As a teacher, I am prone to moments of sheer panic. Moments when I suddenly wonder “what if I never make a difference?” I started teaching so that I could inspire the next generation like my teachers inspired me. It is universally accepted that teachers are perhaps the most important people in the process of shaping the citizens of tomorrow. Yet there are these moments, when my breathe gets caught in my throat and all I can think of is “What have I done?”. There have been no students whom I have saved from like altering decisions, no class of delinquents that I turned for the better, heck, I don’t even know if I have even impacted my students in the academic sense. After I begin to think this way, the waves of doubt come flooding in like the tide in summer. I start to panic, filled with thoughts like “what if I never impact anyone?”

If you are a teacher, you might have had similar thoughts and panic attacks. This is because teaching is one of the only professions where you rarely see the fruits of your own labor. You might never know the impact you had on little jimmy, because though he will remember you for his entire life, he may never get the courage to come find you and tell you what your words meant to him and his life. Even if he does, it will probably be years down the road. meanwhile you have taught a thousand other children, each with their own stories and problems. As a teacher you want to help and impact each and every one of them, but some days it’s hard to be inspired when you can’t see if what you are doing, is making a difference at all.

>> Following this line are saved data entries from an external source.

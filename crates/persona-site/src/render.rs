//! Dual-format page rendering.
//!
//! One parsed [`ContentItem`] feeds two output strategies: a styled HTML page
//! wrapped in the shared chrome, and a plain markdown page with a normalized
//! metadata header. The body bytes are identical on both paths; only the
//! wrapping differs. The pair is produced together and written together.

use persona_content::ContentItem;

use crate::templates::{PageContext, TemplateEngine, TemplateError};

/// The output pair for one content item.
#[derive(Debug, Clone)]
pub struct RenderedPage {
    pub html: String,
    pub markdown: String,
}

/// One output strategy of the dual renderer.
pub trait RenderFormat {
    /// Output file extension, without the dot.
    fn extension(&self) -> &'static str;

    /// Render one item to a complete output document.
    fn render(&self, item: &ContentItem) -> Result<String, TemplateError>;
}

/// Markdown body -> full HTML page through the template chain.
pub struct HtmlFormat<'a> {
    engine: &'a TemplateEngine,
    base_url: &'a str,
}

impl<'a> HtmlFormat<'a> {
    pub fn new(engine: &'a TemplateEngine, base_url: &'a str) -> Self {
        Self { engine, base_url }
    }
}

impl RenderFormat for HtmlFormat<'_> {
    fn extension(&self) -> &'static str {
        "html"
    }

    fn render(&self, item: &ContentItem) -> Result<String, TemplateError> {
        let content = markdown_to_html(&item.body);

        self.engine.render_page(&PageContext {
            title: item.title.clone(),
            description: item.description.clone().unwrap_or_default(),
            date_display: display_date(item),
            canonical: item.canonical_url(self.base_url),
            content,
        })
    }
}

/// Markdown body re-emitted under a normalized metadata header.
pub struct MarkdownFormat;

impl RenderFormat for MarkdownFormat {
    fn extension(&self) -> &'static str {
        "md"
    }

    fn render(&self, item: &ContentItem) -> Result<String, TemplateError> {
        let mut out = String::new();
        out.push_str("---\n");
        out.push_str(&format!("title: {}\n", item.title));
        out.push_str(&format!("date: {}\n", item.date.format("%Y-%m-%d")));
        if let Some(description) = &item.description {
            out.push_str(&format!("description: {}\n", description));
        }
        out.push_str("---\n\n");
        out.push_str(&item.body);

        Ok(out)
    }
}

/// Render both formats for one item.
pub fn render_page(
    engine: &TemplateEngine,
    base_url: &str,
    item: &ContentItem,
) -> Result<RenderedPage, TemplateError> {
    let html = HtmlFormat::new(engine, base_url).render(item)?;
    let markdown = MarkdownFormat.render(item)?;

    Ok(RenderedPage { html, markdown })
}

/// Markdown to HTML with the extensions the site uses. Raw HTML embedded in
/// the source passes through untouched.
pub fn markdown_to_html(markdown: &str) -> String {
    use pulldown_cmark::{html, Options, Parser};

    let options = Options::ENABLE_TABLES
        | Options::ENABLE_FOOTNOTES
        | Options::ENABLE_STRIKETHROUGH
        | Options::ENABLE_TASKLISTS;

    let parser = Parser::new_ext(markdown, options);

    let mut html_output = String::new();
    html::push_html(&mut html_output, parser);

    html_output
}

/// "Feb 14, 2026" style display date.
pub fn display_date(item: &ContentItem) -> String {
    item.date.format("%b %d, %Y").to_string()
}

#[cfg(test)]
mod tests {
    use super::*;
    use pretty_assertions::assert_eq;

    fn item() -> ContentItem {
        ContentItem::parse(
            "---\ntitle: Memory\ndate: 2026-02-14\ndescription: On persistence\n---\n\nFirst paragraph with **bold** text.\n\n- one\n- two\n",
            "memory".into(),
            "posts".into(),
        )
        .unwrap()
    }

    fn engine() -> TemplateEngine {
        TemplateEngine::new("personabot", "notes").unwrap()
    }

    #[test]
    fn both_outputs_come_from_the_same_body() {
        let engine = engine();
        let item = item();

        let page = render_page(&engine, "https://persona.example", &item).unwrap();

        // Markdown path: body re-emitted byte-identical after the header
        let md_body = page.markdown.splitn(3, "---\n").nth(2).unwrap();
        assert_eq!(md_body.trim_start_matches('\n'), item.body);

        // HTML path: the same body, converted
        assert!(page.html.contains("<strong>bold</strong>"));
        assert!(page.html.contains("<li>one</li>"));
    }

    #[test]
    fn markdown_header_is_normalized() {
        let item = item();
        let markdown = MarkdownFormat.render(&item).unwrap();

        assert!(markdown.starts_with("---\ntitle: Memory\ndate: 2026-02-14\ndescription: On persistence\n---\n\n"));
    }

    #[test]
    fn markdown_header_omits_absent_description() {
        let item = ContentItem::parse(
            "---\ntitle: Bare\ndate: 2026-01-01\n---\nbody",
            "bare".into(),
            "posts".into(),
        )
        .unwrap();

        let markdown = MarkdownFormat.render(&item).unwrap();

        assert!(!markdown.contains("description:"));
    }

    #[test]
    fn raw_html_passes_through_unchanged() {
        let html = markdown_to_html("before\n\n<div class=\"custom\">kept</div>\n\nafter");

        assert!(html.contains("<div class=\"custom\">kept</div>"));
    }

    #[test]
    fn html_page_carries_title_and_date() {
        let engine = engine();
        let html = HtmlFormat::new(&engine, "https://persona.example")
            .render(&item())
            .unwrap();

        assert!(html.contains("<h1>Memory</h1>"));
        assert!(html.contains("Feb 14, 2026"));
        assert!(html.contains("https://persona.example/posts/memory.html"));
    }

    #[test]
    fn extensions_differ_only_by_format() {
        let engine = engine();
        assert_eq!(HtmlFormat::new(&engine, "x").extension(), "html");
        assert_eq!(MarkdownFormat.extension(), "md");
    }
}
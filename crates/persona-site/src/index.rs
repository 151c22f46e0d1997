//! The site index: an ordered view over all published items.

use chrono::NaiveDate;
use persona_content::ContentItem;

use crate::excerpt::excerpt;

/// A lightweight reference to one published page.
#[derive(Debug, Clone, PartialEq)]
pub struct IndexEntry {
    pub slug: String,
    pub section: String,
    pub title: String,
    pub description: String,
    pub date: NaiveDate,
    /// Site-relative path, e.g. `posts/memory.html`
    pub path: String,
    /// Absolute canonical URL
    pub url: String,
}

/// All published pages, sorted newest first, ties broken by slug ascending.
///
/// Rebuilt wholesale on every build from the loaded items; the discovery
/// index, feed, and sitemap all read from this one ordering, so the three
/// documents always agree.
#[derive(Debug, Default)]
pub struct SiteIndex {
    entries: Vec<IndexEntry>,
}

impl SiteIndex {
    pub fn from_items(items: &[ContentItem], base_url: &str) -> Self {
        let mut entries: Vec<IndexEntry> = items
            .iter()
            .map(|item| IndexEntry {
                slug: item.slug.clone(),
                section: item.section.clone(),
                title: item.title.clone(),
                description: item
                    .description
                    .clone()
                    .unwrap_or_else(|| excerpt(&item.body)),
                date: item.date,
                path: format!("{}.html", item.output_stem()),
                url: item.canonical_url(base_url),
            })
            .collect();

        entries.sort_by(|a, b| b.date.cmp(&a.date).then_with(|| a.slug.cmp(&b.slug)));

        Self { entries }
    }

    pub fn entries(&self) -> &[IndexEntry] {
        &self.entries
    }

    pub fn len(&self) -> usize {
        self.entries.len()
    }

    pub fn is_empty(&self) -> bool {
        self.entries.is_empty()
    }

    /// Newest publication date across the index, if any.
    pub fn newest_date(&self) -> Option<NaiveDate> {
        self.entries.first().map(|e| e.date)
    }
}

#[cfg(test)]
mod tests {
    use super::*;

    fn item(slug: &str, date: &str) -> ContentItem {
        ContentItem::parse(
            &format!("---\ntitle: {slug}\ndate: {date}\ndescription: d\n---\nbody"),
            slug.into(),
            "posts".into(),
        )
        .unwrap()
    }

    #[test]
    fn orders_by_date_descending() {
        let items = vec![item("a", "2026-02-14"), item("b", "2026-02-16")];

        let index = SiteIndex::from_items(&items, "https://persona.example");
        let slugs: Vec<_> = index.entries().iter().map(|e| e.slug.as_str()).collect();

        assert_eq!(slugs, vec!["b", "a"]);
    }

    #[test]
    fn equal_dates_break_ties_by_slug_ascending() {
        let items = vec![
            item("zebra", "2026-02-14"),
            item("apple", "2026-02-14"),
            item("mango", "2026-02-14"),
        ];

        let index = SiteIndex::from_items(&items, "https://persona.example");
        let slugs: Vec<_> = index.entries().iter().map(|e| e.slug.as_str()).collect();

        assert_eq!(slugs, vec!["apple", "mango", "zebra"]);
    }

    #[test]
    fn ordering_is_idempotent_across_rebuilds() {
        let items = vec![
            item("b", "2026-02-16"),
            item("a", "2026-02-14"),
            item("c", "2026-02-16"),
        ];

        let first = SiteIndex::from_items(&items, "https://persona.example");
        let second = SiteIndex::from_items(&items, "https://persona.example");

        assert_eq!(first.entries(), second.entries());
    }

    #[test]
    fn entry_paths_and_urls_agree() {
        let items = vec![item("memory", "2026-02-14")];

        let index = SiteIndex::from_items(&items, "https://persona.example");
        let entry = &index.entries()[0];

        assert_eq!(entry.path, "posts/memory.html");
        assert_eq!(entry.url, "https://persona.example/posts/memory.html");
    }

    #[test]
    fn missing_description_falls_back_to_excerpt() {
        let item = ContentItem::parse(
            "---\ntitle: T\ndate: 2026-01-01\n---\nOpening line of the body.\n\nMore text.",
            "t".into(),
            "posts".into(),
        )
        .unwrap();

        let index = SiteIndex::from_items(&[item], "https://persona.example");

        assert_eq!(index.entries()[0].description, "Opening line of the body.");
    }
}
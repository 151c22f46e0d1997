//! Content items and their validation.

use std::path::PathBuf;

use chrono::NaiveDate;

use crate::frontmatter::{extract_frontmatter, FrontmatterError, RawFrontmatter};

/// A single validated content document.
#[derive(Debug, Clone, PartialEq)]
pub struct ContentItem {
    /// Unique, filename-derived identifier
    pub slug: String,

    /// Section directory under the content root (e.g. `posts`), empty for
    /// top-level pages
    pub section: String,

    /// Page title
    pub title: String,

    /// Publication date
    pub date: NaiveDate,

    /// One-line description
    pub description: Option<String>,

    /// Canonical URL override from frontmatter
    pub canonical: Option<String>,

    /// Raw markdown body with the frontmatter stripped
    pub body: String,

    /// Drafts are loaded but never published
    pub draft: bool,
}

impl ContentItem {
    /// Parse and validate one content document.
    ///
    /// The slug and section are derived from the file location by the loader;
    /// this function owns the frontmatter contract: `title` and `date` are
    /// required, and `date` must be a real calendar date.
    pub fn parse(source: &str, slug: String, section: String) -> Result<Self, ContentError> {
        let (frontmatter, body) = extract_frontmatter(source)?;

        let raw = frontmatter.ok_or(ContentError::MissingField { field: "title" })?;

        Self::from_raw(raw, body.to_string(), slug, section)
    }

    fn from_raw(
        raw: RawFrontmatter,
        body: String,
        slug: String,
        section: String,
    ) -> Result<Self, ContentError> {
        let title = match raw.title {
            Some(t) if !t.trim().is_empty() => t,
            _ => return Err(ContentError::MissingField { field: "title" }),
        };

        let date_str = match raw.date {
            Some(d) if !d.trim().is_empty() => d,
            _ => return Err(ContentError::MissingField { field: "date" }),
        };

        let date = NaiveDate::parse_from_str(date_str.trim(), "%Y-%m-%d")
            .map_err(|_| ContentError::InvalidDate { value: date_str })?;

        Ok(Self {
            slug,
            section,
            title,
            date,
            description: raw.description.filter(|d| !d.trim().is_empty()),
            canonical: raw.canonical.filter(|c| !c.trim().is_empty()),
            body,
            draft: raw.draft,
        })
    }

    /// Site-relative output path without extension, e.g. `posts/hello`.
    pub fn output_stem(&self) -> String {
        if self.section.is_empty() {
            self.slug.clone()
        } else {
            format!("{}/{}", self.section, self.slug)
        }
    }

    /// Site-relative HTML output path.
    pub fn html_path(&self) -> PathBuf {
        PathBuf::from(format!("{}.html", self.output_stem()))
    }

    /// Site-relative markdown output path.
    pub fn md_path(&self) -> PathBuf {
        PathBuf::from(format!("{}.md", self.output_stem()))
    }

    /// Canonical absolute URL, honoring a frontmatter override.
    pub fn canonical_url(&self, base_url: &str) -> String {
        if let Some(canonical) = &self.canonical {
            return canonical.clone();
        }
        format!("{}/{}.html", base_url.trim_end_matches('/'), self.output_stem())
    }
}

/// Errors for a single malformed content document.
#[derive(Debug, thiserror::Error)]
pub enum ContentError {
    #[error("missing required frontmatter field `{field}`")]
    MissingField { field: &'static str },

    #[error("invalid date `{value}` (expected YYYY-MM-DD)")]
    InvalidDate { value: String },

    #[error("duplicate slug `{slug}` (already defined by another file)")]
    DuplicateSlug { slug: String },

    #[error(transparent)]
    Frontmatter(#[from] FrontmatterError),

    #[error("failed to read file: {0}")]
    Read(#[from] std::io::Error),
}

Some days it’s difficult to get up out of bed, some days I forget why I worked so hard to get here in the first place. Some days all I can think to ask myself is “Is what I do even worth it? Do I even matter?”

That’s when I struggle to remember a mantra that kept me going through my 24 hour shifts working in the education lab, kept me going through the days I had to go cry in the bathroom at my clinicals. It’s a mantra that has helped me push away the panic and negative thoughts, and find a renewed source of energy in my teaching. It’s simple, just two words, “Just one”.

“Just one”…that’s it.

Here’s the reason why,

Though you might have become a teacher, like me, because you wanted to impact hundreds of students, whole classes, whole schools. The simple truth is, it’s all worth it if you impact just one. For me, the hours and stress spent working towards my licensee. Every administrator, fellow teacher and aggravating student. Every little thing that works up to make teaching such a difficult job, it’s all worth it if I can positively impact just one.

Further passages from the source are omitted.